The data that follows is to be given again, exactly as written.

──────

pub mod endpoint;
pub mod error;
pub mod response;
pub mod token;

use crate::model::{Api, Token};
pub use error::Error;
use http::StatusCode;
pub use token::TokenStore;

use std::future::Future;

/// Name of the cookie carrying the session token on authenticated calls.
const AUTH_COOKIE: &str = "AuthCookie";

/// Fixed service identity for the login endpoint; the appliance only accepts
/// "customer" for local-network accounts.
const LOGIN_USERNAME: &str = "customer";

/// Map a reqwest transport failure to Error. A timeout is terminal and is
/// reported as such; everything else counts as an appliance failure.
fn map_transport_err(error: reqwest::Error) -> Error {
    if error.is_timeout() {
        Error::GatewayTimeout
    } else {
        Error::ApplianceError(error.to_string())
    }
}

async fn read_body(response: reqwest::Response) -> Result<String, Error> {
    response
        .text()
        .await
        .map_err(|e| Error::ApplianceError(format!("Error reading appliance response: {}", e)))
}

/// Perform the login exchange and return the session token.
///
/// A 401 means the appliance rejected the credentials; any other non-200 or
/// a 200 body without a `token` field is an appliance failure. An empty or
/// missing token is never returned silently.
pub async fn login(api: &Api) -> Result<Token, Error> {
    let url = format!("{}{}", api.base_url, endpoint::LOGIN);
    let client_info = serde_json::json!({ "timezone": api.timezone }).to_string();

    let response = api
        .client
        .get(url)
        .query(&[
            ("username", LOGIN_USERNAME),
            ("password", api.password.as_str()),
            ("email", api.email.as_str()),
            ("clientInfo", client_info.as_str()),
        ])
        .send()
        .await
        .map_err(map_transport_err)?;

    let status = response.status();
    let body = read_body(response).await?;

    match status {
        StatusCode::OK => serde_json::from_str::<response::Login>(&body)
            .ok()
            .and_then(|login| login.token)
            .ok_or_else(|| {
                Error::ApplianceError(format!("login response carries no token: {}", body))
            }),
        StatusCode::UNAUTHORIZED => {
            Err(Error::AuthenticationError(response::appliance_error(&body)))
        }
        status => Err(Error::ApplianceError(format!(
            "login failed with status {}: {}",
            status,
            response::appliance_error(&body)
        ))),
    }
}

/// Authenticated GET against an appliance endpoint, token presented as the
/// auth cookie. This is the capability handed to `with_auth`.
pub async fn read(
    api: &Api,
    endpoint: &endpoint::Endpoint,
    token: Token,
) -> Result<reqwest::Response, reqwest::Error> {
    let url = format!("{}{}", api.base_url, endpoint);

    api.client
        .get(url)
        .header(http::header::COOKIE, format!("{}={}", AUTH_COOKIE, token))
        .send()
        .await
}

/// Run one appliance call with a valid session token, refreshing it once if
/// the appliance rejects it.
///
/// The cached token is fetched (logging in if none is cached) and passed to
/// `call`. On a 401 the token is regenerated and `call` is invoked exactly
/// once more; repeated 401s from a misbehaving appliance or wrong credentials
/// must not loop. A transport timeout is terminal at any point and never
/// triggers a retry. Returns the body of the 200 response.
pub async fn with_auth<F, Fut>(api: &Api, tokens: &TokenStore, call: F) -> Result<String, Error>
where
    F: Fn(Token) -> Fut,
    Fut: Future<Output = Result<reqwest::Response, reqwest::Error>>,
{
    let token = tokens.get_or_create(api, false).await?;
    let mut response = call(token).await.map_err(map_transport_err)?;
    log::info!("appliance responded {}", response.status());

    if response.status() == StatusCode::UNAUTHORIZED {
        log::info!("token rejected, trying to regenerate");
        let token = tokens.get_or_create(api, true).await?;
        response = call(token).await.map_err(map_transport_err)?;
        log::info!("appliance responded {} after retry", response.status());
    }

    let status = response.status();
    let body = read_body(response).await?;

    match status {
        StatusCode::OK => Ok(body),
        StatusCode::UNAUTHORIZED => {
            Err(Error::AuthenticationError(response::appliance_error(&body)))
        }
        status => Err(Error::ApplianceError(format!(
            "appliance responded {}: {}",
            status,
            response::appliance_error(&body)
        ))),
    }
}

──────

Result of the exercise
pub mod endpoint;
pub mod error;
pub mod response;
pub mod token;

use crate::model::{Api, Token};
pub use error::Error;
use http::StatusCode;
pub use token::TokenStore;

use std::future::Future;

/// Name of the cookie carrying the session token on authenticated calls.
const AUTH_COOKIE: &str = "AuthCookie";

/// Fixed service identity for the login endpoint; the appliance only accepts
/// "customer" for local-network accounts.
const LOGIN_USERNAME: &str = "customer";

/// Map a reqwest transport failure to Error. A timeout is terminal and is
/// reported as such; everything else counts as an appliance failure.
fn map_transport_err(error: reqwest::Error) -> Error {
    if error.is_timeout() {
        Error::GatewayTimeout
    } else {
        Error::ApplianceError(error.to_string())
    }
}

async fn read_body(response: reqwest::Response) -> Result<String, Error> {
    response
        .text()
        .await
        .map_err(|e| Error::ApplianceError(format!("Error reading appliance response: {}", e)))
}

/// Perform the login exchange and return the session token.
///
/// A 401 means the appliance rejected the credentials; any other non-200 or
/// a 200 body without a `token` field is an appliance failure. An empty or
/// missing token is never returned silently.
pub async fn login(api: &Api) -> Result<Token, Error> {
    let url = format!("{}{}", api.base_url, endpoint::LOGIN);
    let client_info = serde_json::json!({ "timezone": api.timezone }).to_string();

    let response = api
        .client
        .get(url)
        .query(&[
            ("username", LOGIN_USERNAME),
            ("password", api.password.as_str()),
            ("email", api.email.as_str()),
            ("clientInfo", client_info.as_str()),
        ])
        .send()
        .await
        .map_err(map_transport_err)?;

    let status = response.status();
    let body = read_body(response).await?;

    match status {
        StatusCode::OK => serde_json::from_str::<response::Login>(&body)
            .ok()
            .and_then(|login| login.token)
            .ok_or_else(|| {
                Error::ApplianceError(format!("login response carries no token: {}", body))
            }),
        StatusCode::UNAUTHORIZED => {
            Err(Error::AuthenticationError(response::appliance_error(&body)))
        }
        status => Err(Error::ApplianceError(format!(
            "login failed with status {}: {}",
            status,
            response::appliance_error(&body)
        ))),
    }
}

/// Authenticated GET against an appliance endpoint, token presented as the
/// auth cookie. This is the capability handed to `with_auth`.
pub async fn read(
    api: &Api,
    endpoint: &endpoint::Endpoint,
    token: Token,
) -> Result<reqwest::Response, reqwest::Error> {
    let url = format!("{}{}", api.base_url, endpoint);

    api.client
        .get(url)
        .header(http::header::COOKIE, format!("{}={}", AUTH_COOKIE, token))
        .send()
        .await
}

/// Run one appliance call with a valid session token, refreshing it once if
/// the appliance rejects it.
///
/// The cached token is fetched (logging in if none is cached) and passed to
/// `call`. On a 401 the token is regenerated and `call` is invoked exactly
/// once more; repeated 401s from a misbehaving appliance or wrong credentials
/// must not loop. A transport timeout is terminal at any point and never
/// triggers a retry. Returns the body of the 200 response.
pub async fn with_auth<F, Fut>(api: &Api, tokens: &TokenStore, call: F) -> Result<String, Error>
where
    F: Fn(Token) -> Fut,
    Fut: Future<Output = Result<reqwest::Response, reqwest::Error>>,
{
    let token = tokens.get_or_create(api, false).await?;
    let mut response = call(token).await.map_err(map_transport_err)?;
    log::info!("appliance responded {}", response.status());

    if response.status() == StatusCode::UNAUTHORIZED {
        log::info!("token rejected, trying to regenerate");
        let token = tokens.get_or_create(api, true).await?;
        response = call(token).await.map_err(map_transport_err)?;
        log::info!("appliance responded {} after retry", response.status());
    }

    let status = response.status();
    let body = read_body(response).await?;

    match status {
        StatusCode::OK => Ok(body),
        StatusCode::UNAUTHORIZED => {
            Err(Error::AuthenticationError(response::appliance_error(&body)))
        }
        status => Err(Error::ApplianceError(format!(
            "appliance responded {}: {}",
            status,
            response::appliance_error(&body)
        ))),
    }
}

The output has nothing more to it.